Mission Creep of the Day
The Wisconsin Supreme Court looks at the case of a 17-year-old boy who forced another 17-year-old boy to accompany him as he went to collect a debt. The boy was charged with falsely imprisoning a minor, and in Wisconsin that’s classed, automatically, as a sex crime, despite the fact that in this case there was no sex involved anywhere. So, when the boy failed to register as a sex offender, making the pretty reasonable assumption that that designation didn’t apply to him, he was arrested again. The court reviewing this arrest took a rational basis approach, and concluded that the purpose of sex offender registration isn’t really about sex – it’s about protecting the public and assisting law enforcement. In this case, even though the boy didn’t commit any sexual crimes, if the law putting him on the sex offender registry might concievably protect children from him, it’s kosher.
So, there you have it. Sex offender registries: not just for sex offenders anymore.

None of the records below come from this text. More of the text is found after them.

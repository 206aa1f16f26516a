//! Configuration parsing and environment overlay.
//!
//! Settings are read from an optional YAML (or TOML, by `.toml` extension)
//! file and then overlaid with `ASSET_CATALOG_*` environment variables.
//! The environment always wins over the file; both fall back to the
//! defaults below.
//!
//! ```yaml
//! store:
//!   url: "sqlite://./data/assets.sqlite"
//!   min_pool_size: 1
//!   max_pool_size: 5
//! retry:
//!   max_retries: 5      # negative means unlimited
//!   cooldown_secs: 1
//! catalog:
//!   models_dir: "./models"
//!   include: ["**"]
//!   exclude: []
//! ```

use anyhow::{bail, Context, Result};
use serde::Deserialize;
use std::path::{Path, PathBuf};
use std::time::Duration;

/// Prefix shared by every environment override.
pub const ENV_PREFIX: &str = "ASSET_CATALOG_";

#[derive(Debug, Deserialize, Clone, Default)]
pub struct Settings {
    #[serde(default)]
    pub store: StoreSettings,
    #[serde(default)]
    pub retry: RetrySettings,
    #[serde(default)]
    pub catalog: CatalogSettings,
}

/// Document store connection settings.
#[derive(Debug, Deserialize, Clone)]
pub struct StoreSettings {
    #[serde(default = "default_url")]
    pub url: String,
    #[serde(default = "default_min_pool_size")]
    pub min_pool_size: u32,
    #[serde(default = "default_max_pool_size")]
    pub max_pool_size: u32,
}

impl Default for StoreSettings {
    fn default() -> Self {
        Self {
            url: default_url(),
            min_pool_size: default_min_pool_size(),
            max_pool_size: default_max_pool_size(),
        }
    }
}

fn default_url() -> String {
    "sqlite://./data/assets.sqlite".to_string()
}
fn default_min_pool_size() -> u32 {
    1
}
fn default_max_pool_size() -> u32 {
    5
}

#[derive(Debug, Deserialize, Clone)]
pub struct RetrySettings {
    /// Negative values mean unlimited retries.
    #[serde(default = "default_max_retries")]
    pub max_retries: i64,
    #[serde(default = "default_cooldown_secs")]
    pub cooldown_secs: u64,
}

impl Default for RetrySettings {
    fn default() -> Self {
        Self {
            max_retries: default_max_retries(),
            cooldown_secs: default_cooldown_secs(),
        }
    }
}

impl RetrySettings {
    pub fn cooldown(&self) -> Duration {
        Duration::from_secs(self.cooldown_secs)
    }
}

fn default_max_retries() -> i64 {
    5
}
fn default_cooldown_secs() -> u64 {
    1
}

/// Local model repository settings.
#[derive(Debug, Deserialize, Clone)]
pub struct CatalogSettings {
    #[serde(default = "default_models_dir")]
    pub models_dir: PathBuf,
    /// Glob patterns over service names.
    #[serde(default = "default_include")]
    pub include: Vec<String>,
    #[serde(default)]
    pub exclude: Vec<String>,
}

impl Default for CatalogSettings {
    fn default() -> Self {
        Self {
            models_dir: default_models_dir(),
            include: default_include(),
            exclude: Vec::new(),
        }
    }
}

fn default_models_dir() -> PathBuf {
    PathBuf::from("./models")
}
fn default_include() -> Vec<String> {
    vec!["**".to_string()]
}

/// Load settings from `path` (if it exists) and the process environment.
pub fn load_settings(path: Option<&Path>) -> Result<Settings> {
    load_settings_with_env(path, |key| std::env::var(key).ok())
}

/// Same as [`load_settings`], reading overrides through `env`.
pub fn load_settings_with_env<F>(path: Option<&Path>, env: F) -> Result<Settings>
where
    F: Fn(&str) -> Option<String>,
{
    let mut settings = match path {
        Some(p) if p.exists() => read_settings_file(p)?,
        _ => Settings::default(),
    };
    apply_env_overrides(&mut settings, env)?;
    validate(&settings)?;
    Ok(settings)
}

fn read_settings_file(path: &Path) -> Result<Settings> {
    let content = std::fs::read_to_string(path)
        .with_context(|| format!("Failed to read config file: {}", path.display()))?;

    let is_toml = path.extension().and_then(|e| e.to_str()) == Some("toml");
    let settings = if is_toml {
        toml::from_str(&content).with_context(|| "Failed to parse config file")?
    } else if content.trim().is_empty() {
        Settings::default()
    } else {
        serde_yaml::from_str(&content).with_context(|| "Failed to parse config file")?
    };
    Ok(settings)
}

fn apply_env_overrides<F>(settings: &mut Settings, env: F) -> Result<()>
where
    F: Fn(&str) -> Option<String>,
{
    let var = |name: &str| env(&format!("{}{}", ENV_PREFIX, name));

    if let Some(url) = var("STORE_URL") {
        settings.store.url = url;
    }
    if let Some(v) = var("STORE_MIN_POOL_SIZE") {
        settings.store.min_pool_size = parse_var("STORE_MIN_POOL_SIZE", &v)?;
    }
    if let Some(v) = var("STORE_MAX_POOL_SIZE") {
        settings.store.max_pool_size = parse_var("STORE_MAX_POOL_SIZE", &v)?;
    }
    if let Some(v) = var("RETRY_MAX_RETRIES") {
        settings.retry.max_retries = parse_var("RETRY_MAX_RETRIES", &v)?;
    }
    if let Some(v) = var("RETRY_COOLDOWN_SECS") {
        settings.retry.cooldown_secs = parse_var("RETRY_COOLDOWN_SECS", &v)?;
    }
    if let Some(dir) = var("CATALOG_MODELS_DIR") {
        settings.catalog.models_dir = PathBuf::from(dir);
    }
    Ok(())
}

fn parse_var<T: std::str::FromStr>(name: &str, value: &str) -> Result<T> {
    value
        .trim()
        .parse()
        .map_err(|_| anyhow::anyhow!("{}{} has an invalid value: '{}'", ENV_PREFIX, name, value))
}

fn validate(settings: &Settings) -> Result<()> {
    if settings.store.url.trim().is_empty() {
        bail!("store.url must not be empty");
    }
    if settings.store.max_pool_size < 1 {
        bail!("store.max_pool_size must be >= 1");
    }
    if settings.store.min_pool_size > settings.store.max_pool_size {
        bail!(
            "store.min_pool_size ({}) must not exceed store.max_pool_size ({})",
            settings.store.min_pool_size,
            settings.store.max_pool_size
        );
    }
    Ok(())
}

#[cfg(test)]
mod tests {
    use super::*;
    use std::collections::HashMap;
    use tempfile::TempDir;

    fn no_env(_: &str) -> Option<String> {
        None
    }

    fn env_from(pairs: &[(&str, &str)]) -> impl Fn(&str) -> Option<String> {
        let map: HashMap<String, String> = pairs
            .iter()
            .map(|(k, v)| (k.to_string(), v.to_string()))
            .collect();
        move |key| map.get(key).cloned()
    }

    #[test]
    fn test_defaults_without_file() {
        let settings = load_settings_with_env(None, no_env).unwrap();
        assert_eq!(settings.store.url, "sqlite://./data/assets.sqlite");
        assert_eq!(settings.store.min_pool_size, 1);
        assert_eq!(settings.store.max_pool_size, 5);
        assert_eq!(settings.retry.max_retries, 5);
        assert_eq!(settings.retry.cooldown(), Duration::from_secs(1));
        assert_eq!(settings.catalog.include, vec!["**".to_string()]);
    }

    #[test]
    fn test_missing_file_falls_back_to_defaults() {
        let tmp = TempDir::new().unwrap();
        let path = tmp.path().join("absent.yaml");
        let settings = load_settings_with_env(Some(&path), no_env).unwrap();
        assert_eq!(settings.store.max_pool_size, 5);
    }

    #[test]
    fn test_yaml_file_partial_sections() {
        let tmp = TempDir::new().unwrap();
        let path = tmp.path().join("config.yaml");
        std::fs::write(
            &path,
            "store:\n  url: \"sqlite://./x.sqlite\"\n  max_pool_size: 20\nretry:\n  max_retries: -1\n",
        )
        .unwrap();
        let settings = load_settings_with_env(Some(&path), no_env).unwrap();
        assert_eq!(settings.store.url, "sqlite://./x.sqlite");
        assert_eq!(settings.store.max_pool_size, 20);
        assert_eq!(settings.store.min_pool_size, 1);
        assert_eq!(settings.retry.max_retries, -1);
        assert_eq!(settings.retry.cooldown_secs, 1);
    }

    #[test]
    fn test_toml_file_by_extension() {
        let tmp = TempDir::new().unwrap();
        let path = tmp.path().join("config.toml");
        std::fs::write(&path, "[catalog]\nmodels_dir = \"/srv/models\"\n").unwrap();
        let settings = load_settings_with_env(Some(&path), no_env).unwrap();
        assert_eq!(settings.catalog.models_dir, PathBuf::from("/srv/models"));
    }

    #[test]
    fn test_env_wins_over_file() {
        let tmp = TempDir::new().unwrap();
        let path = tmp.path().join("config.yaml");
        std::fs::write(&path, "store:\n  url: \"sqlite://./file.sqlite\"\n  min_pool_size: 2\n")
            .unwrap();
        let env = env_from(&[
            ("ASSET_CATALOG_STORE_URL", "sqlite://./env.sqlite"),
            ("ASSET_CATALOG_STORE_MIN_POOL_SIZE", "3"),
            ("ASSET_CATALOG_RETRY_COOLDOWN_SECS", "0"),
        ]);
        let settings = load_settings_with_env(Some(&path), env).unwrap();
        assert_eq!(settings.store.url, "sqlite://./env.sqlite");
        assert_eq!(settings.store.min_pool_size, 3);
        assert_eq!(settings.retry.cooldown_secs, 0);
    }

    #[test]
    fn test_invalid_env_value_names_variable() {
        let env = env_from(&[("ASSET_CATALOG_STORE_MAX_POOL_SIZE", "many")]);
        let err = load_settings_with_env(None, env).unwrap_err();
        assert!(err.to_string().contains("ASSET_CATALOG_STORE_MAX_POOL_SIZE"));
    }

    #[test]
    fn test_min_pool_above_max_rejected() {
        let env = env_from(&[
            ("ASSET_CATALOG_STORE_MIN_POOL_SIZE", "10"),
            ("ASSET_CATALOG_STORE_MAX_POOL_SIZE", "2"),
        ]);
        assert!(load_settings_with_env(None, env).is_err());
    }

    #[test]
    fn test_malformed_file_is_an_error() {
        let tmp = TempDir::new().unwrap();
        let path = tmp.path().join("config.yaml");
        std::fs::write(&path, "store: [unclosed").unwrap();
        assert!(load_settings_with_env(Some(&path), no_env).is_err());
    }
}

I always think of this thing when I hear about the ticking time bomb scenarios and things that fall under the rubric of “protecting our security”. Like “thinking of the children”, “protecting our security” winds up meaning different things to different people, usually defaulting, as time goes on, to a more and more expansive definition. But nobody wants to be seen as protecting child molesters and terrorists, so we refuse to impose strict definitions and limits and, before you know it, teen thugs are classed as sex offenders and journalists critical of the United States and who publish classified documents wind up being classed as terrorists. Because think of the children/security.